自らが曲げた訳ではない。外部からの衝撃によるもの。
「かはぁっ……!?」
先程まで当たらなかった"メガホーン"がブレーキに突き刺さった。
その衝撃によって彼の回転は止まり無様に地面を転がる。
「ゲホッ!!ゴホッ……ッ!!」
「何が何だかわからねーって顔だな」
ブレーキはアクセルに向き直る。
この男はここまで大きかったか?スタジアムの光はこんなにも遠かったのか?とブレーキの思考は止まらない。
「確かに俺は物理攻撃しかできない。空中に飛ばれちまったらそれこそ為す術がない。格上相手になんて尚更物理戦法なんてもんは足を引っ張るだろうよ」
「ならば、これは……」
「だがな。そういううぜー奴ら、俺からしたら関係ねーんだよ。チマチマ遠距離から攻撃?状態異常でチマチマと削る?んなおせぇ事誰かするかよ。最後に勝つ。正面切ってな」
それを聞いたブレーキは煽る様に笑う。
「くっ……くくっ……君が投獄している間、私の仲間は君の捨て駒達を追っている。何の為かわかるか?殺す為だ。それでも正面切って戦うなどというバカな事はしない。能のあるものはじわじわと利口に殺していくんだ。1人残らず綺麗にな。弱者は弱者らしく死んでいけばいい。最後に勝つ?ならばそれは私だ。私の邪魔をするものは全員始末する」
長々と語ったブレーキに対してアクセルは、
「なげーしおせーよ。敗北者」
と言った直後、ブレーキの血管が切れた。
「はぁ……はぁ……敗北者?この私が?……殺すッ」
ブレーキは身体を丸めて"かえんぐるま"放つ。
今までのものとは比べ物にならないほどの熱量に加え、その転がるスピードを桁違いである。
「ふんっ!!」
が、それをアクセルは正面切って受け止めた。
そして全身に力を込め、足に踏ん張りを効かせてブレーキを天高く放り投げる。
「"ばかぢから"か!?」
「さっきはよくも避けてくれたな。今度は────外さねーよッ!!」
ブレーキが落下するタイミングに合わせて、アクセルは"ギガインパクト""お見舞いする。

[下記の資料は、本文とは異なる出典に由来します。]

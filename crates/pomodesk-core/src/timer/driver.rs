//! The one periodic tick.
//!
//! A [`TimerDriver`] owns a tokio task that calls [`Tick::tick`] once per
//! second on a shared target. The task ends on its own once the target
//! reports it is no longer active (a phase completed or it was paused), and
//! is aborted by [`TimerDriver::stop`] or on drop.
//!
//! The cancellation flag is flipped while holding the target's lock, and the
//! tick task checks it under the same lock, so no tick can land after
//! `stop()` returns.

use std::sync::atomic::{AtomicBool, Ordering};
use std::sync::{Arc, Mutex, PoisonError};
use std::time::Duration;

use tokio::sync::mpsc::UnboundedSender;
use tokio::task::JoinHandle;
use tokio::time::MissedTickBehavior;

use crate::events::Event;

/// Interval between ticks.
pub const TICK_PERIOD: Duration = Duration::from_secs(1);

/// Something that advances by one second per tick.
pub trait Tick {
    /// Advance by one second, returning any events produced.
    fn tick(&mut self) -> Vec<Event>;

    /// Whether further ticks are wanted.
    fn is_active(&self) -> bool;
}

impl Tick for super::TimerEngine {
    fn tick(&mut self) -> Vec<Event> {
        super::TimerEngine::tick(self).into_iter().collect()
    }

    fn is_active(&self) -> bool {
        super::TimerEngine::is_active(self)
    }
}

/// Handle to the running tick task.
pub struct TimerDriver<T: Tick + Send + 'static> {
    target: Arc<Mutex<T>>,
    cancelled: Arc<AtomicBool>,
    handle: Option<JoinHandle<()>>,
}

impl<T: Tick + Send + 'static> TimerDriver<T> {
    /// Spawn the tick task on the current tokio runtime.
    ///
    /// Events produced by ticks are forwarded to `events`. The first tick
    /// lands one full period after spawning.
    pub fn spawn(target: Arc<Mutex<T>>, events: UnboundedSender<Event>) -> Self {
        let cancelled = Arc::new(AtomicBool::new(false));
        let task_target = Arc::clone(&target);
        let task_cancelled = Arc::clone(&cancelled);

        let handle = tokio::spawn(async move {
            let start = tokio::time::Instant::now() + TICK_PERIOD;
            let mut interval = tokio::time::interval_at(start, TICK_PERIOD);
            interval.set_missed_tick_behavior(MissedTickBehavior::Delay);

            loop {
                interval.tick().await;
                let (produced, still_active) = {
                    let mut guard = task_target.lock().unwrap_or_else(PoisonError::into_inner);
                    if task_cancelled.load(Ordering::SeqCst) {
                        return;
                    }
                    let produced = guard.tick();
                    (produced, guard.is_active())
                };
                for event in produced {
                    if events.send(event).is_err() {
                        tracing::debug!("event receiver dropped, stopping timer driver");
                        return;
                    }
                }
                if !still_active {
                    tracing::debug!("timer inactive, driver finished");
                    return;
                }
            }
        });

        Self {
            target,
            cancelled,
            handle: Some(handle),
        }
    }

    /// True once the tick task has ended, whether by completion or `stop()`.
    pub fn is_finished(&self) -> bool {
        self.handle.as_ref().map_or(true, JoinHandle::is_finished)
    }

    /// Cancel the tick task. No tick is applied after this returns.
    pub fn stop(&mut self) {
        {
            let _guard = self.target.lock().unwrap_or_else(PoisonError::into_inner);
            self.cancelled.store(true, Ordering::SeqCst);
        }
        if let Some(handle) = self.handle.take() {
            handle.abort();
        }
    }
}

impl<T: Tick + Send + 'static> Drop for TimerDriver<T> {
    fn drop(&mut self) {
        self.stop();
    }
}

#[cfg(test)]
mod tests {
    use super::*;
    use crate::storage::Settings;
    use crate::timer::{Phase, TimerEngine};
    use tokio::sync::mpsc;

    fn one_minute() -> Settings {
        Settings {
            work_time: 1,
            break_time: 1,
            long_break_time: 1,
        }
    }

    #[tokio::test(start_paused = true)]
    async fn runs_phase_to_completion_then_finishes() {
        let mut engine = TimerEngine::new(one_minute());
        engine.start();
        let engine = Arc::new(Mutex::new(engine));
        let (tx, mut rx) = mpsc::unbounded_channel();

        let driver = TimerDriver::spawn(Arc::clone(&engine), tx);
        let event = rx.recv().await.expect("completion event");
        match event {
            Event::PhaseCompleted { phase, next_phase, .. } => {
                assert_eq!(phase, Phase::Work);
                assert_eq!(next_phase, Phase::Break);
            }
            other => panic!("Expected PhaseCompleted, got {other:?}"),
        }

        // Task exits after completion and drops the sender.
        assert!(rx.recv().await.is_none());
        assert!(driver.is_finished());
        assert!(!engine.lock().unwrap().is_active());
    }

    #[tokio::test(start_paused = true)]
    async fn no_tick_after_stop() {
        let mut engine = TimerEngine::new(Settings::default());
        engine.start();
        let engine = Arc::new(Mutex::new(engine));
        let (tx, _rx) = mpsc::unbounded_channel();

        let mut driver = TimerDriver::spawn(Arc::clone(&engine), tx);
        tokio::time::sleep(Duration::from_millis(3_500)).await;
        driver.stop();
        let remaining = engine.lock().unwrap().remaining_secs();
        assert_eq!(remaining, 25 * 60 - 3);

        tokio::time::sleep(Duration::from_secs(10)).await;
        assert_eq!(engine.lock().unwrap().remaining_secs(), remaining);
        assert!(driver.is_finished());
    }

    #[tokio::test(start_paused = true)]
    async fn no_tick_after_drop() {
        let mut engine = TimerEngine::new(Settings::default());
        engine.start();
        let engine = Arc::new(Mutex::new(engine));
        let (tx, _rx) = mpsc::unbounded_channel();

        let driver = TimerDriver::spawn(Arc::clone(&engine), tx);
        tokio::time::sleep(Duration::from_millis(2_500)).await;
        drop(driver);
        let remaining = engine.lock().unwrap().remaining_secs();

        tokio::time::sleep(Duration::from_secs(30)).await;
        assert_eq!(engine.lock().unwrap().remaining_secs(), remaining);
    }

    #[tokio::test(start_paused = true)]
    async fn pause_ends_driver() {
        let mut engine = TimerEngine::new(Settings::default());
        engine.start();
        let engine = Arc::new(Mutex::new(engine));
        let (tx, mut rx) = mpsc::unbounded_channel();

        let driver = TimerDriver::spawn(Arc::clone(&engine), tx);
        tokio::time::sleep(Duration::from_millis(1_500)).await;
        engine.lock().unwrap().pause();

        assert!(rx.recv().await.is_none());
        assert!(driver.is_finished());
        assert_eq!(engine.lock().unwrap().remaining_secs(), 25 * 60 - 1);
    }
}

リング上を転がるブレーキ。ピクピクとしながら血走った目をアクセルに向けた。
「より強く、より硬く、より速くッ!タイマンのぶつかり合いで俺が負けるわけねぇだろうが!」
アクセルは睨みつけてこう言う。
「来やがれLevel.3。本当の強さってもんをその身体に刻んでやるよッ!!」
皆さん本当にご無沙汰です。申し訳ない……。
次回、Mission.13「アクセルとブレーキ その2」
次回もよろしくお願いします!!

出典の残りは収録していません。